=== Records to use ===
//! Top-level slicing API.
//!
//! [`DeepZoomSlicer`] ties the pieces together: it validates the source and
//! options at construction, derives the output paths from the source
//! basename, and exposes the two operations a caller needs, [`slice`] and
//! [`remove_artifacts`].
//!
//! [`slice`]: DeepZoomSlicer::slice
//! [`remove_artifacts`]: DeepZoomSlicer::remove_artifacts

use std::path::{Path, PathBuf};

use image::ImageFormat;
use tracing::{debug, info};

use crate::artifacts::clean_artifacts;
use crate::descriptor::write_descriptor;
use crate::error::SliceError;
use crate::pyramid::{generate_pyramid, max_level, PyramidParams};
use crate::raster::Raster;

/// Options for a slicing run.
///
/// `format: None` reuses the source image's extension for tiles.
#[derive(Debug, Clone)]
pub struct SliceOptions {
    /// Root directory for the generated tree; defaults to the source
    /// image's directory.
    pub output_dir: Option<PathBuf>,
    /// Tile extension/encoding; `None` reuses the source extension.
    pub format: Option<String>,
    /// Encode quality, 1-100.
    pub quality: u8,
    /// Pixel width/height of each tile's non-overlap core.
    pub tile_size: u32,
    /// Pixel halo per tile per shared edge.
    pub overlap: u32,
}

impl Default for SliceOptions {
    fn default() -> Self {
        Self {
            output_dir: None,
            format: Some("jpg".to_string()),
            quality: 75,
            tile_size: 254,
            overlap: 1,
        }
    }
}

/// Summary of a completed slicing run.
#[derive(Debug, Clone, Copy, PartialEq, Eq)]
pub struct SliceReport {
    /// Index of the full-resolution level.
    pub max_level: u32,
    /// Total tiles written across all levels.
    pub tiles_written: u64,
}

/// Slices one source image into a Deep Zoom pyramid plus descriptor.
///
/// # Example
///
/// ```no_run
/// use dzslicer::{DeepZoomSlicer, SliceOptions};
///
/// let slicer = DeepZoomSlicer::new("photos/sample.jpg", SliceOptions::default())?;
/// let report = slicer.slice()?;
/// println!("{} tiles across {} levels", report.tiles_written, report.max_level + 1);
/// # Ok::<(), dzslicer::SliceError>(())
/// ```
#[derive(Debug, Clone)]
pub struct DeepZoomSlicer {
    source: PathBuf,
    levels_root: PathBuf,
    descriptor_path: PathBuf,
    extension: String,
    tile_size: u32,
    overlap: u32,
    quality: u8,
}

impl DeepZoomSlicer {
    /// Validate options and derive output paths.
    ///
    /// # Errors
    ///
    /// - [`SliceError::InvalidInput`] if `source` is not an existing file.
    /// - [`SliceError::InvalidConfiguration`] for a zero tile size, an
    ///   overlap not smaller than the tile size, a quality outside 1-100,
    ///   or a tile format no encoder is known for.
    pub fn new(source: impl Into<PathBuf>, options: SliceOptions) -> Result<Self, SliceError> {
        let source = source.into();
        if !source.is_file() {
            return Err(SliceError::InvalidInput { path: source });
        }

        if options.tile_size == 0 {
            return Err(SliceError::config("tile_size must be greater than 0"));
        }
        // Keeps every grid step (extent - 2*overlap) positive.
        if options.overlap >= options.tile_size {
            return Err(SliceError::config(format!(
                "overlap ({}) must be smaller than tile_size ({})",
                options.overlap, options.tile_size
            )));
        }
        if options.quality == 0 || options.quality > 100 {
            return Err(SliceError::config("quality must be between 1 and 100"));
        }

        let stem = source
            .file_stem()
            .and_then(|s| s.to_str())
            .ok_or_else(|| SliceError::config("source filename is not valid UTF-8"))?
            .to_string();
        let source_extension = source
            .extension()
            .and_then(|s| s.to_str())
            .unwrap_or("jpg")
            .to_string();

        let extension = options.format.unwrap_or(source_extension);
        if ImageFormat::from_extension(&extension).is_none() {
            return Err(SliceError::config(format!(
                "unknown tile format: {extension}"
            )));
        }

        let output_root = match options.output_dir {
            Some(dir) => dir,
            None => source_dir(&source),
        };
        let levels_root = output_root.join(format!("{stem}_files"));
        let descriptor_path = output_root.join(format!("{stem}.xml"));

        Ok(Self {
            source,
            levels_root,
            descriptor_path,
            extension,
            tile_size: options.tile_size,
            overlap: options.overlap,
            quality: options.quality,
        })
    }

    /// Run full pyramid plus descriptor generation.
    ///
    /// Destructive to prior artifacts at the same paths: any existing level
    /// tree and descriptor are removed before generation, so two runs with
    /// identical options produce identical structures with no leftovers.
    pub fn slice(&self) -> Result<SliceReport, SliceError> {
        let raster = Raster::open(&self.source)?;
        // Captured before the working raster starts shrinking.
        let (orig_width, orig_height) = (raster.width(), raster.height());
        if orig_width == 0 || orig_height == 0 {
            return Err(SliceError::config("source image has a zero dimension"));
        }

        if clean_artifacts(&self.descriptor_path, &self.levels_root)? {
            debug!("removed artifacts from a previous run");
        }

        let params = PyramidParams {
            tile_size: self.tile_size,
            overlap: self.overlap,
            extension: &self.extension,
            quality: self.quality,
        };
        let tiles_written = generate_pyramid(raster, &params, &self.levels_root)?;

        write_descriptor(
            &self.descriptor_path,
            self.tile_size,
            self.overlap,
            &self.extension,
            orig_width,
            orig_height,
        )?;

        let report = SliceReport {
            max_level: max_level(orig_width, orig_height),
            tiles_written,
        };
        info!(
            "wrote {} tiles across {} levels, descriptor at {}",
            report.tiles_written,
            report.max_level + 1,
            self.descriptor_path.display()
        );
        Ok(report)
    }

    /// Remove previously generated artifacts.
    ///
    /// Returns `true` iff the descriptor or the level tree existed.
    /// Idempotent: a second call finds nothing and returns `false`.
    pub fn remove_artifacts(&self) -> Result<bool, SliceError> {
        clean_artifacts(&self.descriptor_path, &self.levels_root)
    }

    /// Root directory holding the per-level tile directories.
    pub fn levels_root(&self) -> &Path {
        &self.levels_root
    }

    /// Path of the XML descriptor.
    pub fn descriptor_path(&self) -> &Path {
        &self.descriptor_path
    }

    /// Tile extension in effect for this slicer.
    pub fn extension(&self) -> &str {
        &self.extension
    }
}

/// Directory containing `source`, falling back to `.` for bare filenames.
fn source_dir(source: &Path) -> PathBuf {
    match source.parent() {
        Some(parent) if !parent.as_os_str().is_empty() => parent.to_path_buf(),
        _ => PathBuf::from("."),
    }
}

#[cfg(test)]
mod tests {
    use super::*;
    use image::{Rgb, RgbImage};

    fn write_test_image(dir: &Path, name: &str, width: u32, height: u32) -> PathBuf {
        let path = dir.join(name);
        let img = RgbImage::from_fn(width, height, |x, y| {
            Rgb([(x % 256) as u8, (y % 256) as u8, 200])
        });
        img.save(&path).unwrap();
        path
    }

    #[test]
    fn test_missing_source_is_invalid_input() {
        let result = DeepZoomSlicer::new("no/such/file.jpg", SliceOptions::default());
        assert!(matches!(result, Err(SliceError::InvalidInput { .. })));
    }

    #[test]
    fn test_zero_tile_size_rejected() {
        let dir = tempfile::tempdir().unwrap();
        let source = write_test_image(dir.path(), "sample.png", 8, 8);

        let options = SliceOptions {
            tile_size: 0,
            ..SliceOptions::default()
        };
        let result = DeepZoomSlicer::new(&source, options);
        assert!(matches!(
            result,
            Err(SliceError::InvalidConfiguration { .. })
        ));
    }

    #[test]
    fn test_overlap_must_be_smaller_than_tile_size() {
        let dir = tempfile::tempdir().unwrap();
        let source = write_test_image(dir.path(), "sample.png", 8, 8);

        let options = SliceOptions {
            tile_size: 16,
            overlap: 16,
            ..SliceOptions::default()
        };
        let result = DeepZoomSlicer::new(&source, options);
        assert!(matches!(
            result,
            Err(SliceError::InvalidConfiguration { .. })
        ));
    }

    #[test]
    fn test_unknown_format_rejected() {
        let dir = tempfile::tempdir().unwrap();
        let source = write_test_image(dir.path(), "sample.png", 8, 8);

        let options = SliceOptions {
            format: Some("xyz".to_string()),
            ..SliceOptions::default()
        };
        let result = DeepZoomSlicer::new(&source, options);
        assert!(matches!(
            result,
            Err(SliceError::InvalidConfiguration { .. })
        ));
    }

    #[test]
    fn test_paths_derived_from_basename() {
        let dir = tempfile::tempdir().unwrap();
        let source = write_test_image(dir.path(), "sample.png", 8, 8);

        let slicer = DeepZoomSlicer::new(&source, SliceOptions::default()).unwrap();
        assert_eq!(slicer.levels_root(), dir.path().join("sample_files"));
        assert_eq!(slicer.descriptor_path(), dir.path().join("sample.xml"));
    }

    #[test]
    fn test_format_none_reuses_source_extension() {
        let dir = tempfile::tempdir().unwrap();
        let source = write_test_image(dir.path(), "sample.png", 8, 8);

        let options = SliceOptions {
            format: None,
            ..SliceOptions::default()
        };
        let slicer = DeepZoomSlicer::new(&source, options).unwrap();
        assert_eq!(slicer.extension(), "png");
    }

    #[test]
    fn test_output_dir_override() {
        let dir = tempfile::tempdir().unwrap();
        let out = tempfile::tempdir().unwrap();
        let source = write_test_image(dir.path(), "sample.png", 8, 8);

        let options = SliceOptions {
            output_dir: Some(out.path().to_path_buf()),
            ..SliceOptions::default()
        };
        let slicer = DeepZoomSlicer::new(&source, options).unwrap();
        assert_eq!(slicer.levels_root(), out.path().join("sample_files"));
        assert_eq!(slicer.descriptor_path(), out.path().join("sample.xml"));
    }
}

=== Task brief ===
In the records above, some lines may contain the word "removed"; copy every one of them.

=== Response below ===
    /// tree and descriptor are removed before generation, so two runs with
            debug!("removed artifacts from a previous run");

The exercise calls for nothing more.